Donc, John Derbyshire, de la National Review, se revendique comme un conservateur et milite dans ce sens, notamment à travers ses articles dans la NR. Lors d’un dîner mondain, une dame de Virginie le pousse à bout et atteint son but: le prendre en flagrant délit de modération tiède sur la question des lois antisodomie: il n’est qu’un « milk and water conservative« . En effet, s’il considère que les citoyens d’un Etat doivent avoir le droit de se donner des lois antisodomie, lui-même ne souscrirait pas à de telles lois (alors qu’il ne rate aucune occasion de faire savoir que son jugement sur l’homosexualité est globalement négatif).

Cette situation l’amène à s’interroger sur le fait que lui (et tous les gens de la fièrement conservatrice National Review) sont à la gauche de la majorité des Américains en matière de ces points qui semblent devenus déterminants, à savoir l’homosexualité (selon un sondage, 43 % voudraient qu’elle soit illégale) et de créationnisme (48 % y croiraient).

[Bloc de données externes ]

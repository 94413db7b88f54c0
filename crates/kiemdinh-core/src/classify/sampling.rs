use crate::classify::outcome::{Grade, SampleEvaluation};
use crate::error::KiemdinhError;
use crate::model::Status;
use crate::rules::RuleTable;
use rust_decimal::Decimal;

/// Evaluate replicate counts against a contaminant's sampling plan.
///
/// Any sample at or above the rejection limit fails the lot. Otherwise the
/// number of samples in the marginal band `[m, M)` decides: none is OK, up to
/// `max_marginal` is a Warning, more is Danger.
pub fn evaluate_samples(
    table: &RuleTable,
    contaminant: &str,
    values: &[Decimal],
) -> Result<SampleEvaluation, KiemdinhError> {
    let plan = table
        .sampling_plan(contaminant)
        .ok_or_else(|| KiemdinhError::NoSamplingPlan(contaminant.to_string()))?;

    if values.len() != plan.samples {
        return Err(KiemdinhError::InvalidInput(format!(
            "sampling plan for '{}' needs exactly {} samples, got {}",
            contaminant,
            plan.samples,
            values.len()
        )));
    }
    if let Some(v) = values.iter().find(|v| v.is_sign_negative() && !v.is_zero()) {
        return Err(KiemdinhError::InvalidInput(format!(
            "negative sample value {v} for '{contaminant}'"
        )));
    }

    let rejected = values.iter().filter(|v| **v >= plan.reject).count();
    let marginal = values
        .iter()
        .filter(|v| **v >= plan.marginal && **v < plan.reject)
        .count();
    let unit = table.unit(contaminant).unwrap_or_default().to_string();

    let (status, reason) = if rejected > 0 {
        (
            Status::Danger,
            format!(
                "{} of {} samples >= {} {} -> Danger",
                rejected, plan.samples, plan.reject, unit
            ),
        )
    } else if marginal == 0 {
        (
            Status::Ok,
            format!("all {} samples < {} {} -> OK", plan.samples, plan.marginal, unit),
        )
    } else if marginal <= plan.max_marginal {
        (
            Status::Warning,
            format!(
                "{} of {} samples in [{}, {}) {}, at most {} allowed -> Warning",
                marginal, plan.samples, plan.marginal, plan.reject, unit, plan.max_marginal
            ),
        )
    } else {
        (
            Status::Danger,
            format!(
                "{} of {} samples in [{}, {}) {}, more than {} allowed -> Danger",
                marginal, plan.samples, plan.marginal, plan.reject, unit, plan.max_marginal
            ),
        )
    };

    let grade = match status {
        Status::Ok => Grade::One,
        Status::Warning => Grade::Two,
        Status::Danger => Grade::Three,
    };

    tracing::debug!(contaminant, marginal, rejected, %status, "sampling plan evaluated");

    Ok(SampleEvaluation {
        contaminant: contaminant.to_string(),
        unit,
        status,
        grade,
        marginal,
        rejected,
        max_marginal: plan.max_marginal,
        marginal_limit: plan.marginal,
        reject_limit: plan.reject,
        reason,
    })
}
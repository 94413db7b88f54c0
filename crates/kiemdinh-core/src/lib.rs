pub mod classify;
pub mod error;
pub mod model;
pub mod parsing;
pub mod rules;

use classify::outcome::Evaluation;
use error::KiemdinhError;
use model::EvaluationRequest;
use rules::RuleTable;
use std::path::Path;

/// Main API entry point: evaluate a submitted measurement set.
///
/// The crop label is resolved once; unknown labels apply only the common
/// rules. Inputs dropped while parsing are reported alongside the ones the
/// evaluator could not match to a rule. A numeric value that cannot be
/// represented (negative or out of range) fails with `InvalidInput`.
pub fn evaluate_request(
    table: &RuleTable,
    request: &EvaluationRequest,
) -> Result<Evaluation, KiemdinhError> {
    let prepared = parsing::prepare_measurements(&request.measurements)?;
    let mut evaluation = match request.crop_type.as_deref() {
        Some(label) => classify::evaluate_label(table, label, &prepared.values),
        None => classify::evaluate(table, None, &prepared.values),
    };

    evaluation.ignored.extend(prepared.ignored);
    evaluation.ignored.sort_by(|a, b| a.key.cmp(&b.key));
    Ok(evaluation)
}

/// Load the rule table from a file if given, otherwise from a built-in preset.
pub fn load_rule_table(rules_file: Option<&Path>, preset: &str) -> Result<RuleTable, KiemdinhError> {
    let def = match rules_file {
        Some(path) => rules::load_ruleset(path)?,
        None => rules::builtin::load_preset(preset)?,
    };
    RuleTable::new(def)
}
pub mod json;
pub mod table;
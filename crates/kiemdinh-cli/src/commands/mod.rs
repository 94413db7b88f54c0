pub mod evaluate;
pub mod rules;
pub mod samples;
use crate::error::KiemdinhError;
use crate::rules::schema::RuleSetDef;
use crate::rules::validate_ruleset;

const RAU_AN_TOAN_JSON: &str = include_str!("../../../../rules/rau-an-toan.json");

/// Available predefined rulesets.
pub const PRESETS: &[&str] = &["rau"];

/// Preset used when no rules are given.
pub const DEFAULT_PRESET: &str = "rau";

/// Load a predefined ruleset by name.
pub fn load_preset(name: &str) -> Result<RuleSetDef, KiemdinhError> {
    match name {
        "rau" => {
            let ruleset: RuleSetDef = serde_json::from_str(RAU_AN_TOAN_JSON)?;
            validate_ruleset(&ruleset)?;
            Ok(ruleset)
        }
        _ => Err(KiemdinhError::RulesetInvalid(format!(
            "unknown preset '{}'. Available: {}",
            name,
            PRESETS.join(", ")
        ))),
    }
}
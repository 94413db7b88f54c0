use crate::error::KiemdinhError;
use crate::model::{CropType, Limit};
use crate::rules::schema::{
    ContaminantDef, ContaminantGroupDef, RuleSetDef, SamplingPlanDef, ThresholdRuleDef,
};
use crate::rules::validate_ruleset;
use serde::Serialize;
use std::collections::{BTreeMap, HashMap};

/// A resolved limit for one contaminant.
#[derive(Debug, Clone, PartialEq, Eq, Serialize)]
pub struct ThresholdRule {
    pub contaminant: String,
    pub limit: Limit,
    #[serde(skip_serializing_if = "Option::is_none")]
    pub note: Option<String>,
}

impl ThresholdRule {
    pub fn must_be_zero(&self) -> bool {
        matches!(self.limit, Limit::Zero)
    }

    fn from_def(def: &ThresholdRuleDef) -> Result<Self, KiemdinhError> {
        let limit = if def.must_be_zero {
            Limit::Zero
        } else {
            match (def.warning, def.danger) {
                (Some(warning), Some(danger)) => Limit::Banded { warning, danger },
                _ => {
                    return Err(KiemdinhError::RulesetInvalid(format!(
                        "contaminant '{}' has no limits",
                        def.contaminant
                    )))
                }
            }
        };
        Ok(ThresholdRule {
            contaminant: def.contaminant.clone(),
            limit,
            note: def.note.clone(),
        })
    }
}

/// Validated, indexed rule table. Built once and shared read-only.
#[derive(Debug, Clone)]
pub struct RuleTable {
    def: RuleSetDef,
    contaminants: HashMap<String, usize>,
    groups: HashMap<String, usize>,
    common: Vec<ThresholdRule>,
    crops: BTreeMap<CropType, Vec<ThresholdRule>>,
    plans: HashMap<String, usize>,
}

impl RuleTable {
    pub fn new(def: RuleSetDef) -> Result<Self, KiemdinhError> {
        validate_ruleset(&def)?;

        let contaminants = def
            .contaminants
            .iter()
            .enumerate()
            .map(|(i, c)| (c.key.clone(), i))
            .collect();

        let groups = def
            .groups
            .iter()
            .enumerate()
            .flat_map(|(i, g)| g.contaminants.iter().map(move |k| (k.clone(), i)))
            .collect();

        let common = def
            .common
            .iter()
            .map(ThresholdRule::from_def)
            .collect::<Result<Vec<_>, _>>()?;

        let mut crops = BTreeMap::new();
        for (crop, rules) in &def.crops {
            let resolved = rules
                .iter()
                .map(ThresholdRule::from_def)
                .collect::<Result<Vec<_>, _>>()?;
            crops.insert(*crop, resolved);
        }

        let plans = def
            .sampling_plans
            .iter()
            .enumerate()
            .map(|(i, p)| (p.contaminant.clone(), i))
            .collect();

        tracing::debug!(
            ruleset = %def.name,
            version = %def.version,
            common = def.common.len(),
            crops = def.crops.len(),
            "rule table compiled"
        );

        Ok(RuleTable {
            def,
            contaminants,
            groups,
            common,
            crops,
            plans,
        })
    }

    pub fn name(&self) -> &str {
        &self.def.name
    }

    pub fn version(&self) -> &str {
        &self.def.version
    }

    pub fn source(&self) -> Option<&str> {
        self.def.source.as_deref()
    }

    pub fn definition(&self) -> &RuleSetDef {
        &self.def
    }

    pub fn contaminant(&self, key: &str) -> Option<&ContaminantDef> {
        self.contaminants
            .get(key)
            .map(|&i| &self.def.contaminants[i])
    }

    pub fn unit(&self, key: &str) -> Option<&str> {
        self.contaminant(key).map(|c| c.unit.as_str())
    }

    pub fn display_name(&self, key: &str) -> Option<&str> {
        self.contaminant(key).map(|c| c.display_name.as_str())
    }

    /// Explanation for a rule: its own note, else the contaminant's.
    pub fn note<'a>(&'a self, rule: &'a ThresholdRule) -> Option<&'a str> {
        rule.note
            .as_deref()
            .or_else(|| self.contaminant(&rule.contaminant)?.note.as_deref())
    }

    pub fn groups(&self) -> &[ContaminantGroupDef] {
        &self.def.groups
    }

    pub fn group_of(&self, key: &str) -> Option<&ContaminantGroupDef> {
        self.groups.get(key).map(|&i| &self.def.groups[i])
    }

    pub fn is_crop_dependent(&self, key: &str) -> bool {
        self.group_of(key).is_some_and(|g| g.crop_dependent)
    }

    /// Crop-dependent contaminants that apply to `crop`.
    pub fn crop_contaminants(&self, crop: Option<CropType>) -> Vec<&str> {
        self.crop_rules(crop)
            .iter()
            .map(|r| r.contaminant.as_str())
            .collect()
    }

    /// Common rules followed by the crop's overrides.
    pub fn applicable_rules(&self, crop: Option<CropType>) -> impl Iterator<Item = &ThresholdRule> {
        self.common.iter().chain(self.crop_rules(crop).iter())
    }

    pub fn rule(&self, key: &str, crop: Option<CropType>) -> Option<&ThresholdRule> {
        self.applicable_rules(crop).find(|r| r.contaminant == key)
    }

    /// True if `key` has a rule for at least one crop type.
    pub fn has_any_rule(&self, key: &str) -> bool {
        self.common.iter().any(|r| r.contaminant == key)
            || self
                .crops
                .values()
                .any(|rules| rules.iter().any(|r| r.contaminant == key))
    }

    pub fn sampling_plan(&self, key: &str) -> Option<&SamplingPlanDef> {
        self.plans.get(key).map(|&i| &self.def.sampling_plans[i])
    }

    fn crop_rules(&self, crop: Option<CropType>) -> &[ThresholdRule] {
        crop.and_then(|c| self.crops.get(&c))
            .map(Vec::as_slice)
            .unwrap_or(&[])
    }
}
use kiemdinh_core::error::KiemdinhError;
use kiemdinh_core::model::{CropType, Limit};
use kiemdinh_core::rules::{builtin, RuleTable, ThresholdRule};
use std::path::Path;

pub fn list() -> Result<(), KiemdinhError> {
    println!("Available predefined rule tables:\n");
    for name in builtin::PRESETS {
        let rs = builtin::load_preset(name)?;
        println!("  {:<8} {} (v{})", name, rs.name, rs.version);
        if let Some(ref desc) = rs.description {
            println!("           {}", desc);
        }
        if let Some(ref source) = rs.source {
            println!("           Source: {}", source);
        }
        println!();
    }
    Ok(())
}

pub fn explain(preset: &str, crop: Option<&str>) -> Result<(), KiemdinhError> {
    let table = RuleTable::new(builtin::load_preset(preset)?)?;

    println!("{} (version {})\n", table.name(), table.version());
    if let Some(ref desc) = table.definition().description {
        println!("{}\n", desc);
    }
    if let Some(source) = table.source() {
        println!("Source: {}\n", source);
    }

    println!("Each measured contaminant is classified as OK, Warning or Danger.");
    println!("Banded limits: below warning is OK, from warning up to danger is");
    println!("Warning, at or above danger is Danger. Zero-tolerance contaminants");
    println!("are Danger at any non-zero value.\n");

    println!("Groups:\n");
    for group in table.groups() {
        let scope = if group.crop_dependent {
            "limits depend on crop type"
        } else {
            "limits apply to every crop type"
        };
        println!("  {:<20} {} ({})", group.key, group.title, scope);
    }
    println!();

    match crop {
        Some(label) => {
            let resolved = CropType::from_str_loose(label).ok_or_else(|| {
                KiemdinhError::InvalidInput(format!(
                    "unknown crop type '{label}', run `kiemdinh rules crops` for the list"
                ))
            })?;
            println!("Limits for {} ({}):\n", resolved, resolved.id());
            print_thresholds(&table, table.applicable_rules(Some(resolved)).collect());
        }
        None => {
            println!("Common limits (all crop types):\n");
            print_thresholds(&table, table.applicable_rules(None).collect());
            for crop in CropType::ALL {
                let rules: Vec<&ThresholdRule> = table
                    .crop_contaminants(Some(crop))
                    .into_iter()
                    .filter_map(|key| table.rule(key, Some(crop)))
                    .collect();
                if rules.is_empty() {
                    continue;
                }
                println!("{} ({}):\n", crop, crop.id());
                print_thresholds(&table, rules);
            }
        }
    }

    let notes: Vec<_> = table
        .definition()
        .contaminants
        .iter()
        .filter_map(|c| c.note.as_deref().map(|note| (c.display_name.as_str(), note)))
        .collect();
    if !notes.is_empty() {
        println!("Notes:\n");
        for (name, note) in notes {
            println!("  {}: {}", name, note);
        }
        println!();
    }

    for plan in &table.definition().sampling_plans {
        println!(
            "Sampling plan for {}: n = {}, c = {}, m = {}, M = {} {}",
            plan.contaminant,
            plan.samples,
            plan.max_marginal,
            plan.marginal,
            plan.reject,
            table.unit(&plan.contaminant).unwrap_or_default()
        );
    }

    Ok(())
}

fn print_thresholds(table: &RuleTable, rules: Vec<&ThresholdRule>) {
    let max_name_len = rules
        .iter()
        .map(|r| r.contaminant.len())
        .max()
        .unwrap_or(20);

    println!(
        "  {:<width$}  {:<10}  {:<10}  Unit",
        "Contaminant",
        "Warning",
        "Danger",
        width = max_name_len + 2
    );
    println!("  {}", "-".repeat(max_name_len + 2 + 24 + 10));

    for rule in rules {
        let (warning, danger) = match rule.limit {
            Limit::Zero => ("-".to_string(), "> 0".to_string()),
            Limit::Banded { warning, danger } => (warning.to_string(), danger.to_string()),
        };
        println!(
            "  {:<width$}  {:<10}  {:<10}  {}",
            rule.contaminant,
            warning,
            danger,
            table.unit(&rule.contaminant).unwrap_or_default(),
            width = max_name_len + 2
        );
    }
    println!();
}

pub fn schema() -> Result<(), KiemdinhError> {
    print!(
        r##"JSON Rule Schema
================

A rule file defines contaminant limits for inspected vegetables. When you
run `kiemdinh evaluate`, each measured contaminant that applies to the
sample's crop type is compared against its limit.

Top-level fields:
  name          (string, required)  Human-readable name of the rule table
  description   (string, optional)  What this rule table is for
  version       (string, required)  Version identifier (e.g., "2025.1")
  source        (string, optional)  Regulation(s) the limits come from
  contaminants  (array, required)   Known contaminants (see below)
  groups        (array, optional)   Display groups (see below)
  common        (array, required)   Rules applying to every crop type
  crops         (object, optional)  Map of crop type id -> array of rules.
                                    Run `kiemdinh rules crops` for the ids.
  sampling_plans
                (array, optional)   Replicate-count plans (see below)

Each contaminant:
  key           (string, required)  Canonical key (lowercase, underscores)
  display_name  (string, required)  Name shown in reports
  unit          (string, required)  Unit of measurement (e.g., "mg/kg")
  note          (string, optional)

Each group:
  key, title    (string, required)
  color         (string, optional)  Display color (e.g., "#f50")
  crop_dependent
                (bool, optional)    Members may only be limited per crop,
                                    never in "common". Default: false
  contaminants  (array, required)   Member contaminant keys

Each rule (in "common" or under a crop type):
  contaminant   (string, required)  Contaminant key
  warning       (string)            Warning limit (inclusive)
  danger        (string)            Danger limit (inclusive)
  must_be_zero  (bool, optional)    Zero tolerance: any non-zero value is
                                    Danger. Replaces warning/danger.
  note          (string, optional)  Regulatory reference or explanation

  Without must_be_zero both limits are required and 0 <= warning <= danger.

Each sampling plan:
  contaminant   (string, required)
  samples       (number, required)  Replicates per lot (n)
  max_marginal  (number, required)  Marginal samples allowed (c)
  marginal      (string, required)  Lower bound of the marginal band (m)
  reject        (string, required)  Rejection limit (M)

Example:
{{
  "name": "My custom rule table",
  "version": "1.0",
  "contaminants": [
    {{ "key": "cadmi", "display_name": "Cadmi", "unit": "mg/kg" }},
    {{ "key": "salmonella", "display_name": "Salmonella", "unit": "CFU/25g" }}
  ],
  "groups": [
    {{ "key": "heavy_metals", "title": "Kim loại nặng", "crop_dependent": true, "contaminants": ["cadmi"] }},
    {{ "key": "pathogens", "title": "Vi sinh vật", "contaminants": ["salmonella"] }}
  ],
  "common": [
    {{ "contaminant": "salmonella", "must_be_zero": true }}
  ],
  "crops": {{
    "leafy": [
      {{ "contaminant": "cadmi", "warning": "0.15", "danger": "0.2" }}
    ]
  }}
}}

Note: limit values must be quoted strings, not bare numbers,
to preserve exact decimal precision (e.g., "0.05" not 0.05).
"##
    );
    Ok(())
}

pub fn validate(file: &Path) -> Result<(), KiemdinhError> {
    let table = RuleTable::new(kiemdinh_core::rules::load_ruleset(file)?)?;
    let def = table.definition();

    println!("Rule table '{}' (v{}) is valid.", table.name(), table.version());
    println!("  Contaminants: {}", def.contaminants.len());
    println!("  Common rules: {}", def.common.len());
    println!("  Crop types with overrides: {}", def.crops.len());

    // Potential issues (warnings, not errors)
    let mut warnings = Vec::new();
    for contaminant in &def.contaminants {
        if !table.has_any_rule(&contaminant.key) {
            warnings.push(format!(
                "contaminant '{}' has no limit and will never be evaluated",
                contaminant.key
            ));
        }
        if !def.groups.is_empty() && table.group_of(&contaminant.key).is_none() {
            warnings.push(format!("contaminant '{}' is not in any group", contaminant.key));
        }
    }
    if table.groups().iter().any(|g| g.crop_dependent) {
        for crop in CropType::ALL {
            if !def.crops.contains_key(&crop) {
                warnings.push(format!("crop type '{}' has no overrides", crop.id()));
            }
        }
    }

    if !warnings.is_empty() {
        println!("\nWarnings:");
        for w in &warnings {
            println!("  - {}", w);
        }
    }

    Ok(())
}

pub fn crops() -> Result<(), KiemdinhError> {
    println!("Recognised crop types:\n");
    for crop in CropType::ALL {
        println!("  {:<14} {}", crop.id(), crop.label());
    }
    println!();
    println!("Either the id or the label may be given. Unrecognised labels are");
    println!("evaluated against the common limits only.");
    Ok(())
}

Cette interrogation se résout dans l’opposition millénaire ‘capitale vs province’. Dans un premier temps, il avoue se sentir plus à l’aise en milieu urbain, quelles que soient les positions idéologiques. Dans un deuxième temps, il réussit à formuler sa solidarité et sa sympathie avec les provinciaux conservateurs – ce sont quand même eux qui sauveront le pays du péril liberal au sens anglosaxon du terme. Ouf. Son identité et sa loyauté conservatrices sont intactes.

L’immense intérêt de cet article réside dans dans la lucidité du chroniqueur, sa capacité à se mettre en perspective. Le sommet est atteint quand il établit l’équivalence suivante:

« Nous, les conservateurs, nous nous plaisons à railler les gens de gauche pour la fixation qu’ils font sur le ‘bon sauvage’ – pour l’oeil embué et les airs paternalistes qu’ils prennent à la pensée des pauvres victimes démunies du capitalisme, du racisme, du colonialisme, etc. etc. Eh bien, je crois que je peux distinguer quelques traits de condescendance similaires dans ma propre perspective. Ce que le travailleur héroïque a été pour le marxiste de la vieille école, ce que les souffrances des Noirs ont été pour les militants des Droits civiques, ce que la femme au foyer non accomplie est pour Hillary Clinton, le paysan vietnamien pour Jane Fonda, l’émeutier palestinien pour Edward Said – l’archéo-conservateur avec sa Bible à la main, son rifle à l’affût et ses lois antisodomie l’est pour moi. Il est d’un authentique comme moi je ne le suis pas. »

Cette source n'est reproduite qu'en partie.